KONDISI KEHUTANAN SAAT INI

  1. Hutan masih selalu dilihat sebagai komoditas, bukan sebagai ekosistem esensial bagi kehidupan manusia. Komoditas ini pada awalnya berupa kayu, namun sekarang bertambah dengan lahan dan
  2. Selama 26 tahun berjalan, pelaksanaan urusan kehutanan menyebabkan ketimpangan penguasaan dan pemanfaatan lahan hutan, yang mendorong terjadinya konflik
  3. Hutan tidak lagi menjadi pendorong kemajuan ekonomi, baik di tingkat negara maupun lokal. Pemiskinan terhadap masyarakat sekitar hutan malah makin kentara dengan kondisi hutan yang semakin terdegradasi. Saat ini, terdapat 19.410 desa yang berada di sekitar hutan,  dengan  jumlah penduduk sekitar 48,8 juta jiwa yang hidupnya bergantung pada hutan.

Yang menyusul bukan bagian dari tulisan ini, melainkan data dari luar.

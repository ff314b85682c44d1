//! Dependency tracking
//!
//! One [`Tracker`] exists per store. It maps every reactive property (by a
//! [`DepId`] allocated here, never by name) to a dirty flag and the set of
//! regions that read it during their last render.

use indexmap::{IndexMap, IndexSet};
use std::collections::HashSet;
use std::cell::RefCell;
use std::rc::Rc;

/// Identity of one reactive property, unique within its store
#[derive(Debug, Clone, Copy, PartialEq, Eq, Hash, PartialOrd, Ord)]
pub struct DepId(u64);

/// A tree region (node) that can depend on reactive properties
#[derive(Debug, Clone, Copy, PartialEq, Eq, Hash, PartialOrd, Ord)]
pub struct Region(pub usize);

/// The regions currently being rendered. Reads made with an empty set of
/// targets record nothing.
#[derive(Debug, Clone, Copy, Default)]
pub struct Targets<'a>(&'a [Region]);

impl Targets<'static> {
    pub const NONE: Self = Targets(&[]);
}

impl<'a> Targets<'a> {
    pub fn new(regions: &'a [Region]) -> Self {
        Self(regions)
    }

    pub fn regions(&self) -> &'a [Region] {
        self.0
    }

    pub fn is_empty(&self) -> bool {
        self.0.is_empty()
    }
}

#[derive(Debug, Clone, Default)]
pub struct DepRecord {
    /// Property name the record was allocated for (diagnostics only)
    pub label: String,
    pub changed: bool,
    pub dependents: IndexSet<Region>,
}

#[derive(Debug, Default)]
pub struct Tracker {
    records: IndexMap<DepId, DepRecord>,
    next_id: u64,
    /// Records allocated since the last [`Tracker::retain`]
    unswept: usize,
}

pub type SharedTracker = Rc<RefCell<Tracker>>;

impl Tracker {
    pub fn new() -> Self {
        Self::default()
    }

    pub fn allocate(&mut self, label: &str) -> DepId {
        let id = DepId(self.next_id);
        self.next_id += 1;
        self.records.insert(
            id,
            DepRecord {
                label: label.to_string(),
                ..DepRecord::default()
            },
        );
        self.unswept += 1;
        id
    }

    pub fn unswept(&self) -> usize {
        self.unswept
    }

    /// Drop every record not in `live`. Returns how many were released.
    pub fn retain(&mut self, live: &HashSet<DepId>) -> usize {
        let before = self.records.len();
        self.records.retain(|id, _| live.contains(id));
        self.unswept = 0;
        before - self.records.len()
    }

    pub fn contains(&self, dep: DepId) -> bool {
        self.records.contains_key(&dep)
    }

    pub fn record(&self, dep: DepId) -> Option<&DepRecord> {
        self.records.get(&dep)
    }

    pub fn len(&self) -> usize {
        self.records.len()
    }

    pub fn is_empty(&self) -> bool {
        self.records.is_empty()
    }

    pub fn depend(&mut self, dep: DepId, targets: Targets<'_>) {
        if let Some(record) = self.records.get_mut(&dep) {
            record.dependents.extend(targets.regions().iter().copied());
        }
    }

    pub fn mark_changed(&mut self, dep: DepId) {
        if let Some(record) = self.records.get_mut(&dep) {
            record.changed = true;
        }
    }

    pub fn any_changed(&self) -> bool {
        self.records.values().any(|r| r.changed)
    }

    /// Dependents of every changed record, each region once, in record
    /// order. Resets the dirty flags.
    pub fn collect_dirty(&mut self) -> Vec<Region> {
        let mut dirty = IndexSet::new();
        for record in self.records.values_mut() {
            if record.changed {
                dirty.extend(record.dependents.iter().copied());
                record.changed = false;
            }
        }
        dirty.into_iter().collect()
    }

    /// Drop a region from every dependent set
    pub fn forget(&mut self, region: Region) {
        for record in self.records.values_mut() {
            record.dependents.shift_remove(&region);
        }
    }
}
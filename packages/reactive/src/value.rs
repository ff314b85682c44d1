//! Runtime values
//!
//! Objects and arrays are shared handles, so the same object can be reachable
//! from the component data and from an iteration context at once. A value
//! becomes reactive when a [`Store`](crate::Store) adopts it: every string
//! keyed property then carries a dependency record in that store's tracker.

use crate::tracker::{DepId, SharedTracker, Targets};
use indexmap::IndexMap;
use std::cell::RefCell;
use std::collections::HashSet;
use std::fmt;
use std::rc::Rc;
use tracing::trace;

/// Runtime value
#[derive(Debug, Clone, Default)]
pub enum Value {
    #[default]
    Undefined,
    Null,
    Bool(bool),
    Number(f64),
    String(String),
    Array(Array),
    Object(Object),
}

impl Value {
    pub fn is_truthy(&self) -> bool {
        match self {
            Value::Undefined | Value::Null => false,
            Value::Bool(b) => *b,
            Value::Number(n) => *n != 0.0 && !n.is_nan(),
            Value::String(s) => !s.is_empty(),
            Value::Array(_) | Value::Object(_) => true,
        }
    }

    pub fn is_nullish(&self) -> bool {
        matches!(self, Value::Undefined | Value::Null)
    }

    pub fn as_object(&self) -> Option<&Object> {
        match self {
            Value::Object(o) => Some(o),
            _ => None,
        }
    }

    pub fn as_array(&self) -> Option<&Array> {
        match self {
            Value::Array(a) => Some(a),
            _ => None,
        }
    }

    pub fn as_str(&self) -> Option<&str> {
        match self {
            Value::String(s) => Some(s),
            _ => None,
        }
    }

    pub fn as_f64(&self) -> Option<f64> {
        match self {
            Value::Number(n) => Some(*n),
            _ => None,
        }
    }

    /// Deep copy that belongs to no store
    pub fn detached_copy(&self) -> Value {
        match self {
            Value::Object(o) => Value::Object(o.detached_copy()),
            Value::Array(a) => Value::Array(a.detached_copy()),
            scalar => scalar.clone(),
        }
    }

    pub fn to_json(&self) -> serde_json::Value {
        use serde_json::Value as Json;
        match self {
            Value::Undefined | Value::Null => Json::Null,
            Value::Bool(b) => Json::Bool(*b),
            Value::Number(n) => {
                if n.fract() == 0.0 && n.abs() < 9.0e15 {
                    Json::from(*n as i64)
                } else {
                    serde_json::Number::from_f64(*n)
                        .map(Json::Number)
                        .unwrap_or(Json::Null)
                }
            }
            Value::String(s) => Json::String(s.clone()),
            Value::Array(a) => Json::Array(a.to_vec().iter().map(Value::to_json).collect()),
            Value::Object(o) => Json::Object(
                o.entries()
                    .into_iter()
                    .map(|(k, v)| (k, v.to_json()))
                    .collect(),
            ),
        }
    }
}

impl PartialEq for Value {
    fn eq(&self, other: &Self) -> bool {
        match (self, other) {
            (Value::Undefined, Value::Undefined) | (Value::Null, Value::Null) => true,
            (Value::Bool(a), Value::Bool(b)) => a == b,
            (Value::Number(a), Value::Number(b)) => a == b,
            (Value::String(a), Value::String(b)) => a == b,
            (Value::Array(a), Value::Array(b)) => a == b,
            (Value::Object(a), Value::Object(b)) => a == b,
            _ => false,
        }
    }
}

Analisis yang dilakukan oleh Direktorat  Kawasan  Konservasi dan Direktorat Pemolaan dan  Informasi  Konservasi Alam menggunakan shape file dari Pemetaan Wilayah Administrasi Desa, Badan Informasi Geospasial, pada tahun 2021, menunjukkan bahwa terdapat 7.043 desa yang berada di sekitar kawasan konservasi (STATUS HUTAN & KEHUTANAN INDONESIA 2022: Menuju FOLU  Net  Sink  2030).  Dalam  dokumen  lainnya (Analisis Rumah Tangga Sekitar Kawasan Hutan di  Indonesia  2014)  disebutkan  penduduk  yang tinggal di sekitar kawasan hutan  berdasarkan  hasil Survei Kehutanan 2014 berjumlah sekitar 32.447.851 jiwa dengan mayoritas dalam kondisi miskin. Jumlah desa di dalam hutan sekitar 2.037 desa, dan sekitar hutan sebesar 19.247
  4. Pengelolaan oleh negara dengan sistem yang sentralistik dimana semua urusan kehutanan ditarik ke tingkat pusat dengan hanya menempatkan aparatus yang tidak terkoneksi langsung dengan perlindungan hutan dan restorasi hutan. Hutan yang sedang terdegradasi malah dilepaskan, tidak direstorasi. Hal ini memicu deforestasi dan degradasi hutan.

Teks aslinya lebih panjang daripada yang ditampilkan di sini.